With these elements in place, the only thing remaining was the paintings…but I decided they’d be too much work, I’m omitting them, at least for the time being. They don’t have anything to do with my main purpose (understanding the geometry of the stairs) or my secondary purpose (examining the scale of the space).
Speaking of which, here’s the long-awaited scale comparison between the castle exterior and the grand staircase interior!
They kinda almost fit together at the intended in-universe scale! Of course, if you include all the digital extensions at the top or the extra miniature passes used to extend the bottom, that all goes out the (beautifully mullioned) window. But I think that’s kinda okay.
This concludes my work on this side project…it’s been a fun one! Now back to the main castle model.
With the basic structure of the wooden bridge in place, I next set out to adjust the support beams below. The bridge spans a ravine and its cross beam patterns do vary. Paying close attention to their arrangement in the original miniature, I first modified the half closest to the castle:
Then it was just a matter of duplicating the structure to the far side and tweaking a spot where it’s not quite symmetrical:
This brings the bridge to a complete state…at least, without all the shaky imperfections that give the original its charm. Time to get those in there.
My weapon of choice was Blender’s Mesh Deform modifier, a nondestructive tool that allows you to manipulate one object’s shape and have it affect the shape of another. I created a much, much simpler version of the bridge – really just a 3D envelope to roughly surround it – and manually pushed different sections around to approximate the swaying structure seen in the films. Blender obligingly shifted the detailed model of the bridge to match.
Just for fun, here’s the simplified envelope visualized with a translucent material around the actual bridge model, prior to any distortion:
And when I warped that envelope (twice due to some annoying lost work), it made the detailed bridge underneath look this!
(This is after breaking apart the roof into some separate chunks with their own local coordinates so that the shingle texture would map correctly onto them.)
I’m feeling quite happy with this! It’ll look a lot better once I’ve added terrain, of course. And even just adding the gatehouse at the other end will help. I think that’ll be my next task.
Short post today. I finished the clock tower! The only two pieces I still needed to add were the big window in back and the enormous pendulum that hangs down through the entry. Both are now in place! (I’d avoided the window for ages because I couldn’t find a clear shot of the tracery. Then I randomly came across a shot of a window at King’s College Chapel and realized that it was the exact same design. Problem solved!)

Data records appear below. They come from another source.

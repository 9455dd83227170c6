//! Scan checkpoints: written periodically and atomically during a scan,
//! consumed on resume, discarded on successful completion.

use redb::ReadableTable;
use tracing::debug;

use nodupe_core::error::{Error, Result};
use nodupe_core::types::{RootId, ScanCheckpoint};

use crate::tables::CHECKPOINTS_TABLE;
use crate::{decode, encode, RedbCatalog};

impl RedbCatalog {
    pub(crate) fn save_checkpoint_impl(&self, checkpoint: &ScanCheckpoint) -> Result<()> {
        let write = self.begin_write()?;
        {
            let mut table = write
                .open_table(CHECKPOINTS_TABLE)
                .map_err(|e| Error::Catalog(format!("Failed to open checkpoints table: {e}")))?;
            let bytes = encode("checkpoint", checkpoint)?;
            table
                .insert(checkpoint.root_id, bytes.as_slice())
                .map_err(|e| Error::Catalog(format!("Failed to insert checkpoint: {e}")))?;
        }
        Self::commit(write)?;
        debug!(
            "Checkpoint for root {} at {:?} ({} visited)",
            checkpoint.root_id, checkpoint.last_completed_subpath, checkpoint.visited_count
        );
        Ok(())
    }

    pub(crate) fn load_checkpoint_impl(&self, root_id: RootId) -> Result<Option<ScanCheckpoint>> {
        let read = self.begin_read()?;
        let table = read
            .open_table(CHECKPOINTS_TABLE)
            .map_err(|e| Error::Catalog(format!("Failed to open checkpoints table: {e}")))?;
        table
            .get(root_id)
            .map_err(|e| Error::Catalog(format!("Failed to read checkpoint: {e}")))?
            .map(|guard| decode("checkpoint", guard.value()))
            .transpose()
    }

    pub(crate) fn clear_checkpoint_impl(&self, root_id: RootId) -> Result<()> {
        let write = self.begin_write()?;
        {
            let mut table = write
                .open_table(CHECKPOINTS_TABLE)
                .map_err(|e| Error::Catalog(format!("Failed to open checkpoints table: {e}")))?;
            table
                .remove(root_id)
                .map_err(|e| Error::Catalog(format!("Failed to remove checkpoint: {e}")))?;
        }
        Self::commit(write)
    }
}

Around the other side of the building, I’ve been really hesitant to finish the hospital wing because the placement of the detailing toward the bottom will depend on the detailing of the surrounding quad walls, and I haven’t been able to add those due to insufficient reference. But I bit the bullet and at least took care of the top section:
I’ll still need to add the windows and so forth down below once I’m able to complete the quad. In the meantime, I’m gearing up to probably tackle the (gulp!) wooden bridge next.

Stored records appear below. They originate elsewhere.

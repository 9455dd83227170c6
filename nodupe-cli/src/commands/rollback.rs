use std::str::FromStr;

use nodupe_core::verify::Verifier;
use nodupe_core::{CoreContext, Error, TxnId};

use crate::output::OutputFormat;

#[derive(clap::Args)]
pub struct RollbackArgs {
    /// Transaction id (ULID)
    txn_id: String,

    /// Restore pre-images even over drifted files
    #[arg(long)]
    force: bool,

    /// Roll back only these entry sequence numbers (comma separated)
    #[arg(long, value_name = "SEQS", value_delimiter = ',')]
    only: Vec<u32>,
}

pub fn handle_rollback(
    context: &CoreContext,
    args: RollbackArgs,
    format: OutputFormat,
) -> anyhow::Result<u8> {
    let txn_id = TxnId::from_str(&args.txn_id)
        .map_err(|e| Error::InvalidInput(format!("bad transaction id {}: {e}", args.txn_id)))?;

    let catalog = super::open_catalog(context)?;
    let snapshot = super::open_snapshot_store(context)?;
    let verifier = Verifier::new(context, &catalog, &snapshot);

    let scope = if args.only.is_empty() {
        None
    } else {
        Some(args.only.as_slice())
    };
    let report = verifier.rollback(txn_id, scope, args.force)?;

    format.print(&report, || {
        format!(
            "transaction {} -> {}: {} entries processed",
            report.txn_id,
            report.state_after.name(),
            report.entries.len()
        )
    })?;
    Ok(0)
}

Let’s return to my efforts with the separate model of the grand staircase from the first two films, as described in this post. With mockups and tests out of the way, it’s time for a real attempt at modeling the grand staircase! All of the flights of stairs in that room (other than a few at the bottom) have identical designs and dimensions, so I’ll be able to do a lot of duplication here. We’ll start off simple:
Cool. Next comes the room itself, or at least a very basic start at representing its shape. Starting to duplicate some elements, throwing in some basic lighting and coloration…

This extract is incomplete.